_EXERCISE_. Give again, exactly as written, each line of the material below starting at the line that contains "fn from(value: T)" and ending at the line that contains "let mut hasher". Both ends count, and no other line does.

_RECORDS TO PROCESS_.

---+---

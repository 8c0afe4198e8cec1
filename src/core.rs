use std::hash::Hash;
use std::sync::Arc;

/// Atomic reference-counted string type used for identifiers.
pub(crate) type ArcStr = Arc<str>;

/// A 32-byte BLAKE3 hash used as a structural fingerprint.
///
/// In `henka` this is how artifact sets are identified. Two sets built from
/// equal inputs hash to the same value, which is what lets the node registry
/// coalesce identical transformation requests coming from unrelated consumers.
#[derive(Clone, Copy, PartialEq, Eq, Hash, PartialOrd, Ord, Default)]
pub(crate) struct Hash32([u8; 32]);

impl<T> From<T> for Hash32
where
    T: Into<[u8; 32]>,
{
    fn from(value: T) -> Self {
        Hash32(value.into())
    }
}

impl Hash32 {
    /// Hashes any value implementing [`Hash`] through BLAKE3.
    pub(crate) fn of<T: Hash + ?Sized>(value: &T) -> Self {
        let mut hasher = Blake3Hasher::default();
        value.hash(&mut hasher);
        hasher.into()
    }

    pub(crate) fn to_hex(self) -> String {
        use std::fmt::Write;

        let mut acc = String::with_capacity(64);
        for byte in self.0 {
            // Writing into a String never fails.
            let _ = write!(&mut acc, "{byte:02x}");
        }
        acc
    }
}

impl std::fmt::Debug for Hash32 {
    fn fmt(&self, f: &mut std::fmt::Formatter<'_>) -> std::fmt::Result {
        write!(f, "Hash32({})", self.to_hex())
    }
}

#[derive(Default)]
pub(crate) struct Blake3Hasher(blake3::Hasher);

impl From<Blake3Hasher> for Hash32 {
    fn from(value: Blake3Hasher) -> Self {
        let bytes: [u8; 32] = value.0.finalize().into();
        Hash32::from(bytes)
    }
}

impl std::hash::Hasher for Blake3Hasher {
    fn finish(&self) -> u64 {
        let mut output = [0u8; 8];
        self.0.finalize_xof().fill(&mut output);
        u64::from_le_bytes(output)
    }

    fn write(&mut self, bytes: &[u8]) {
        self.0.update(bytes);
    }
}

/// Structural identity of a [`ResolvedArtifactSet`](crate::ResolvedArtifactSet).
///
/// Sets with equal identities resolve to the same artifacts, so the registry
/// treats them as the same upstream when keying transformation requests.
#[derive(Clone, Copy, PartialEq, Eq, Hash, PartialOrd, Ord, Default)]
pub struct SetId(pub(crate) Hash32);

impl SetId {
    /// The identity of a set with nothing in it.
    pub const EMPTY: SetId = SetId(Hash32([0; 32]));

    /// Derives an identity from anything describing a set's contents.
    pub fn of<T: Hash + ?Sized>(value: &T) -> Self {
        SetId(Hash32::of(value))
    }
}

impl std::fmt::Debug for SetId {
    fn fmt(&self, f: &mut std::fmt::Formatter<'_>) -> std::fmt::Result {
        write!(f, "SetId({})", &self.0.to_hex()[..12])
    }
}

impl std::fmt::Display for SetId {
    fn fmt(&self, f: &mut std::fmt::Formatter<'_>) -> std::fmt::Result {
        f.write_str(&self.0.to_hex()[..12])
    }
}

#[cfg(test)]
mod tests {
    use super::*;

    #[test]
    fn test_structural_hash_is_stable() {
        let a = Hash32::of(&("project :lib", "foo.jar"));
        let b = Hash32::of(&("project :lib", "foo.jar"));
        let c = Hash32::of(&("project :lib", "bar.jar"));

        assert_eq!(a, b);
        assert_ne!(a, c);
    }

    #[test]
    fn test_to_hex() {
        let hash = Hash32::default();
        assert_eq!(hash.to_hex(), "0".repeat(64));
        assert_eq!(SetId::EMPTY.to_string(), "0".repeat(12));
    }
}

---+---

_RESPONSE BOX_.
    fn from(value: T) -> Self {
        Hash32(value.into())
    }
}

impl Hash32 {
    /// Hashes any value implementing [`Hash`] through BLAKE3.
    pub(crate) fn of<T: Hash + ?Sized>(value: &T) -> Self {
        let mut hasher = Blake3Hasher::default();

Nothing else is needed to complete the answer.